◆ Your objective
All lines from the one containing "#[derive(Debug, Error)]" to the end of the entries below should be output exactly as they appear. No other lines should be output.

= = =

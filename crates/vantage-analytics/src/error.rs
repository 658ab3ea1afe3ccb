//! Error types for analytics.

use thiserror::Error;

/// Result type for analytics operations.
pub type Result<T> = std::result::Result<T, AnalyticsError>;

/// Errors that can occur while computing portfolio analytics.
#[derive(Debug, Error)]
pub enum AnalyticsError {
    /// No assets to weight
    #[error("Cannot build a portfolio from an empty selection")]
    EmptySelection,

    /// Asset listed twice
    #[error("Asset {0} is selected more than once")]
    DuplicateAsset(String),

    /// Asset missing from the price table
    #[error("Asset {0} is not a column of the price table")]
    UnknownAsset(String),

    /// Array shape mismatch
    #[error("Shape error: {0}")]
    Shape(#[from] ndarray::ShapeError),

    /// Data layer error
    #[error(transparent)]
    Data(#[from] vantage_data::DataError),
}
#![doc = include_str!("../README.md")]
#![doc(issue_tracker_base_url = "https://github.com/factordynamics/vantage/issues/")]
#![cfg_attr(docsrs, feature(doc_cfg, doc_auto_cfg))]
#![warn(missing_docs)]
#![forbid(unsafe_code)]

pub mod engine;
pub mod error;
pub mod metrics;
pub mod transform;
pub mod weights;

pub use engine::{AnalyticsReport, PORTFOLIO_LABEL, RiskReturn, SeriesKey, analyze};
pub use error::{AnalyticsError, Result};
pub use metrics::{TRADING_DAYS_PER_YEAR, annualized_volatility, sharpe_like, total_return};
pub use transform::{normalize, pct_change, weighted_series};
pub use weights::equal_weights;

= = =

◆ Result of this exercise
#[derive(Debug, Error)]
pub enum AnalyticsError {
    /// No assets to weight
    #[error("Cannot build a portfolio from an empty selection")]
    EmptySelection,

    /// Asset listed twice
    #[error("Asset {0} is selected more than once")]
    DuplicateAsset(String),

    /// Asset missing from the price table
    #[error("Asset {0} is not a column of the price table")]
    UnknownAsset(String),

    /// Array shape mismatch
    #[error("Shape error: {0}")]
    Shape(#[from] ndarray::ShapeError),

    /// Data layer error
    #[error(transparent)]
    Data(#[from] vantage_data::DataError),
}
#![doc = include_str!("../README.md")]
#![doc(issue_tracker_base_url = "https://github.com/factordynamics/vantage/issues/")]
#![cfg_attr(docsrs, feature(doc_cfg, doc_auto_cfg))]
#![warn(missing_docs)]
#![forbid(unsafe_code)]

pub mod engine;
pub mod error;
pub mod metrics;
pub mod transform;
pub mod weights;

pub use engine::{AnalyticsReport, PORTFOLIO_LABEL, RiskReturn, SeriesKey, analyze};
pub use error::{AnalyticsError, Result};
pub use metrics::{TRADING_DAYS_PER_YEAR, annualized_volatility, sharpe_like, total_return};
pub use transform::{normalize, pct_change, weighted_series};
pub use weights::equal_weights;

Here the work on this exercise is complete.